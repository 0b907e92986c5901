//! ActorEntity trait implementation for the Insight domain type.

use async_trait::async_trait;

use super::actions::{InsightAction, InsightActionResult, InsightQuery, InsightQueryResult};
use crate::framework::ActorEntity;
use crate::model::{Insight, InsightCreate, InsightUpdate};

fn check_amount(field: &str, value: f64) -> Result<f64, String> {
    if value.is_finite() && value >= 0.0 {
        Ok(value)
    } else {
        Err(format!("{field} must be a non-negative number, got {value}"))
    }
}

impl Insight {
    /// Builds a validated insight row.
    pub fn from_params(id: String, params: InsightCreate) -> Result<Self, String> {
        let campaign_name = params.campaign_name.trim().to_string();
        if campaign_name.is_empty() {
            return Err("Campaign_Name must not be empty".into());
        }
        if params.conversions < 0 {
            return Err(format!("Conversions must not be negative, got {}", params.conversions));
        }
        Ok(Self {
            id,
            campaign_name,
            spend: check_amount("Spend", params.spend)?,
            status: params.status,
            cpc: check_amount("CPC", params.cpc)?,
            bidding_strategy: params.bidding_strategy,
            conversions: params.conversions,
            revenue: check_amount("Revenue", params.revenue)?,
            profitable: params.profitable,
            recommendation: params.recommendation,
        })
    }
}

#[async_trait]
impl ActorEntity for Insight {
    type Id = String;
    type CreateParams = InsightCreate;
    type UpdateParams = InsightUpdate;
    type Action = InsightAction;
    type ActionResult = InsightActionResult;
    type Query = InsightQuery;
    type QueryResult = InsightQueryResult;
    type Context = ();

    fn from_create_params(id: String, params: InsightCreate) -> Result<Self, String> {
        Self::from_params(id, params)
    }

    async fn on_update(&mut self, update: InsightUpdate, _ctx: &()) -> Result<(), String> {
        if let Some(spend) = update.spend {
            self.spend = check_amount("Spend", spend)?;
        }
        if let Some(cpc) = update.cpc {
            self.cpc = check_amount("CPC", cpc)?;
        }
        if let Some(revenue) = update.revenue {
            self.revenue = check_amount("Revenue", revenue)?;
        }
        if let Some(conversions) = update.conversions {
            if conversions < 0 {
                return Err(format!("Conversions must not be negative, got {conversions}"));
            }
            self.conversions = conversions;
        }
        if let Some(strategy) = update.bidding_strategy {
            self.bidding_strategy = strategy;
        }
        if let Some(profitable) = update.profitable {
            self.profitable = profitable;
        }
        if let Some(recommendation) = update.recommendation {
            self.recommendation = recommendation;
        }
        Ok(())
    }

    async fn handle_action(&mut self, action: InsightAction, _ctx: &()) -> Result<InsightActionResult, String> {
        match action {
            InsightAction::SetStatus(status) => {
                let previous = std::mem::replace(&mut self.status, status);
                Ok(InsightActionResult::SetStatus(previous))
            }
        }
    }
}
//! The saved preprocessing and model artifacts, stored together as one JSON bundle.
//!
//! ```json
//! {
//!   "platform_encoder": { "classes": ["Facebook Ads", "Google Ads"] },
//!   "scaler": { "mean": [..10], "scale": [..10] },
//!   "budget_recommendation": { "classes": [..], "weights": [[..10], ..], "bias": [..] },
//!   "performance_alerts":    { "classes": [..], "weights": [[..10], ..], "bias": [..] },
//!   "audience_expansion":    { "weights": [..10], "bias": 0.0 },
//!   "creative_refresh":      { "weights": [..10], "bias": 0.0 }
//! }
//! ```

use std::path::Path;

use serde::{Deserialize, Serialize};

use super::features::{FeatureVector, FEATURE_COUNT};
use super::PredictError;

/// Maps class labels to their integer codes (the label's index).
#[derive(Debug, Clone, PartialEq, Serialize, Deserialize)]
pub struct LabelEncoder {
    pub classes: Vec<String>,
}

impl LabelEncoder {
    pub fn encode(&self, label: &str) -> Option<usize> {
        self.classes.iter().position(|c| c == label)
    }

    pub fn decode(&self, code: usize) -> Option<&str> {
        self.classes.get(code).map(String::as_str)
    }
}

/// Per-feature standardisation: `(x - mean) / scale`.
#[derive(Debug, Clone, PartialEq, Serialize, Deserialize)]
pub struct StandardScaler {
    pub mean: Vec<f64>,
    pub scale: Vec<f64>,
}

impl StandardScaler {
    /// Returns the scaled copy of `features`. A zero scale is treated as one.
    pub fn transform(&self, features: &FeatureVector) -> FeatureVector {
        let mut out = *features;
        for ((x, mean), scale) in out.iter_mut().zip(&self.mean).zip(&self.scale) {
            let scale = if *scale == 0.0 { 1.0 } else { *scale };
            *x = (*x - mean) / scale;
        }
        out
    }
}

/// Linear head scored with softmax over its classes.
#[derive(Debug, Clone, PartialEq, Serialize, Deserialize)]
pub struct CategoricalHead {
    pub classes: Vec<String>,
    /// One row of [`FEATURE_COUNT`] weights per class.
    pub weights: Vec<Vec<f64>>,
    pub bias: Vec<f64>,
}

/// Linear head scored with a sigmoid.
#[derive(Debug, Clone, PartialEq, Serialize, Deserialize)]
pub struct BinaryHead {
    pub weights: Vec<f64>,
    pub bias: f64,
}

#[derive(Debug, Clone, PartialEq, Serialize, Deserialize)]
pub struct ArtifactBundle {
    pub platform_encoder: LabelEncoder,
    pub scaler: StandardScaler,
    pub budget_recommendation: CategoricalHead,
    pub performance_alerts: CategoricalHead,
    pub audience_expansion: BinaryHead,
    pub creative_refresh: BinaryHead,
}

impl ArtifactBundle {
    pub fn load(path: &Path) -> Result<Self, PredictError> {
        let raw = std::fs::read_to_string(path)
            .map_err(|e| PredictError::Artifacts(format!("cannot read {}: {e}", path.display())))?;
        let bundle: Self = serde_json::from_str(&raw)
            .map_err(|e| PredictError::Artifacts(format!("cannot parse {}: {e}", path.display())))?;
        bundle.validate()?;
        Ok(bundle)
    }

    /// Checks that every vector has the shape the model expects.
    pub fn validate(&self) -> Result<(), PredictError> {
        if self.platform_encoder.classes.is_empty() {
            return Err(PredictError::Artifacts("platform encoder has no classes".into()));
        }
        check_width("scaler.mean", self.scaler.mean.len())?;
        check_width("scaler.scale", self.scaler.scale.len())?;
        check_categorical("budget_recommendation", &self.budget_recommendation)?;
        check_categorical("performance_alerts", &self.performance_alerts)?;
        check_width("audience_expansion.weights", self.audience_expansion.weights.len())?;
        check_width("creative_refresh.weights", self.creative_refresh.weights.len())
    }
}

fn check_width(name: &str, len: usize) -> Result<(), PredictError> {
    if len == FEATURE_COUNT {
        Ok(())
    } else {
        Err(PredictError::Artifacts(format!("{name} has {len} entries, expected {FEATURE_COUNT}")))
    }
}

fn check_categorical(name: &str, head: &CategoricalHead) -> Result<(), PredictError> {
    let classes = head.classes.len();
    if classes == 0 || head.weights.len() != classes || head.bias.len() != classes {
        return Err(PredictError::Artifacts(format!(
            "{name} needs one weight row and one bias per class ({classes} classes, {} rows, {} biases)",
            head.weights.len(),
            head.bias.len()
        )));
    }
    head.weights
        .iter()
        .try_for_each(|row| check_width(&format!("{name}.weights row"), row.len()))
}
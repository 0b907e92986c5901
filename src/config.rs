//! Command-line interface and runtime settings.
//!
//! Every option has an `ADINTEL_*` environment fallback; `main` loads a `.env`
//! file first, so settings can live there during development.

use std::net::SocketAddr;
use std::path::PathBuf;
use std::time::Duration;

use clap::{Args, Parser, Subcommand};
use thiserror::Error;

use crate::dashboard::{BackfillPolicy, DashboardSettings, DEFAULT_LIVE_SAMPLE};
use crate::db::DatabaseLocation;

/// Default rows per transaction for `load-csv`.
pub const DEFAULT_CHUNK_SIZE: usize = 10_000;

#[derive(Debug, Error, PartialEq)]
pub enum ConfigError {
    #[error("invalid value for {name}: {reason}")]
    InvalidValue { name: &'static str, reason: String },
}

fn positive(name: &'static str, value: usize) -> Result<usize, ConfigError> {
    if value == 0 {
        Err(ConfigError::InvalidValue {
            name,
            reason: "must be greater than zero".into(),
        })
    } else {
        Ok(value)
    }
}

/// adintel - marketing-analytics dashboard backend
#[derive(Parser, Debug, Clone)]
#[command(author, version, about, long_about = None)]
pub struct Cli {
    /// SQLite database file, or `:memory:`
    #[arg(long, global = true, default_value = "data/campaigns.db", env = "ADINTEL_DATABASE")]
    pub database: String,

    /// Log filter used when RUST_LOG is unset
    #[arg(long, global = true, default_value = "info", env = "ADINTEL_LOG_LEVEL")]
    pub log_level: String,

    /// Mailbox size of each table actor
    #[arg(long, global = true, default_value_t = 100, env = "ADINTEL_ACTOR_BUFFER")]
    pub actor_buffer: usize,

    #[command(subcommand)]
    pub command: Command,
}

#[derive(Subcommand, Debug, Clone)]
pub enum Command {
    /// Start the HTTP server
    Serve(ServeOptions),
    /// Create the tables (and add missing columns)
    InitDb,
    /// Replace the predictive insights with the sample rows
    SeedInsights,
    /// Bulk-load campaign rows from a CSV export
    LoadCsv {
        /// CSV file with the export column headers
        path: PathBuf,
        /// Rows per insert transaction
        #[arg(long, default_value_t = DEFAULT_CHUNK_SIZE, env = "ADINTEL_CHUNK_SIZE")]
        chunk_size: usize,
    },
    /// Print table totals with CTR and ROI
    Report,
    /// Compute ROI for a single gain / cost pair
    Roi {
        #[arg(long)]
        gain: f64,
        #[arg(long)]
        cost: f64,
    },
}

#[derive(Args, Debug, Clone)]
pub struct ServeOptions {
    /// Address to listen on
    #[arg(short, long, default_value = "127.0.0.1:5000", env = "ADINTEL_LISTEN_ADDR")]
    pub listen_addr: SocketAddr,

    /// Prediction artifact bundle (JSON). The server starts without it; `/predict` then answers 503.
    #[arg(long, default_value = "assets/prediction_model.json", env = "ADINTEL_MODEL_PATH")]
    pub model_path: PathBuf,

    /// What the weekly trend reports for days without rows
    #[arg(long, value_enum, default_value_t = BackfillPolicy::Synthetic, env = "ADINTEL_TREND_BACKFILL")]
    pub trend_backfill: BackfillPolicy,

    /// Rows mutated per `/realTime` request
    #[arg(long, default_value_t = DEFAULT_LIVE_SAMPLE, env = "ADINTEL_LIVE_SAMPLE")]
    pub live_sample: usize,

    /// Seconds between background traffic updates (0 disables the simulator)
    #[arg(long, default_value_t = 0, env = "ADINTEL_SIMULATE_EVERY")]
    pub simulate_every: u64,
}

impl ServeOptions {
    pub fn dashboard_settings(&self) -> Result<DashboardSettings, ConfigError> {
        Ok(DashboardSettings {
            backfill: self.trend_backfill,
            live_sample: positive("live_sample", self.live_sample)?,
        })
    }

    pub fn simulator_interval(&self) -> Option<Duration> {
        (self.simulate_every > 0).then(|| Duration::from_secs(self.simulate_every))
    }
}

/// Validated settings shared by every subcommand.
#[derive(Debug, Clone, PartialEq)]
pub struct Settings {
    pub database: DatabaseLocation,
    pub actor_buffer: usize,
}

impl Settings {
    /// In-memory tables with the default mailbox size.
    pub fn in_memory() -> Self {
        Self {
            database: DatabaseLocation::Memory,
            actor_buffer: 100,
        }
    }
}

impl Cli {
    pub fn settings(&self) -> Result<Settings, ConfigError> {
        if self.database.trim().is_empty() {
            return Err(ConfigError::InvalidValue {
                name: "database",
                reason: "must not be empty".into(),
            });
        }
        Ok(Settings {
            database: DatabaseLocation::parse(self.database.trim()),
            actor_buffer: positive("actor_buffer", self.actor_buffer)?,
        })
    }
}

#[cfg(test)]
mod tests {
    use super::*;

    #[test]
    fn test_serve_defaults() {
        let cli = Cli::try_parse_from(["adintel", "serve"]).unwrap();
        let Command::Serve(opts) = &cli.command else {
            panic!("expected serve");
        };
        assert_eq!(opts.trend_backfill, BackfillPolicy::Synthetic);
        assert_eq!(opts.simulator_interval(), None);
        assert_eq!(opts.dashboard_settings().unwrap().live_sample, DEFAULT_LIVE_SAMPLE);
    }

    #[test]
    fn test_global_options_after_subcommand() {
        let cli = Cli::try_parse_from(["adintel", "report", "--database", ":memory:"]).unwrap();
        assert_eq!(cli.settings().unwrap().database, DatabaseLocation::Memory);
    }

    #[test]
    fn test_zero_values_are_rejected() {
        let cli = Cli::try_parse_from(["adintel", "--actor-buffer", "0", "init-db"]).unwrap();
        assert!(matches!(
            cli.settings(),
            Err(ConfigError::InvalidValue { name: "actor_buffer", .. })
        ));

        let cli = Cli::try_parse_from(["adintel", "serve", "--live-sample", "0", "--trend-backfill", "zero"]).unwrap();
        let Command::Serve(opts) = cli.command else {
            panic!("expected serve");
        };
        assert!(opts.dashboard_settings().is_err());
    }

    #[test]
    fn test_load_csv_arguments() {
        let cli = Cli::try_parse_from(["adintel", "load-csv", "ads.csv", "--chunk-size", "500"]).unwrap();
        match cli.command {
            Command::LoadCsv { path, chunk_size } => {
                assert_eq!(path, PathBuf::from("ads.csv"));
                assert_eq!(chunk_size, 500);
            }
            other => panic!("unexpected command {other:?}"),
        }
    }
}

+ + +

■ **TASK DETAILS**
From the data above, count the lines where "SocketAddr" occurs and give that figure and nothing else.

■ **FINAL ANSWER**
2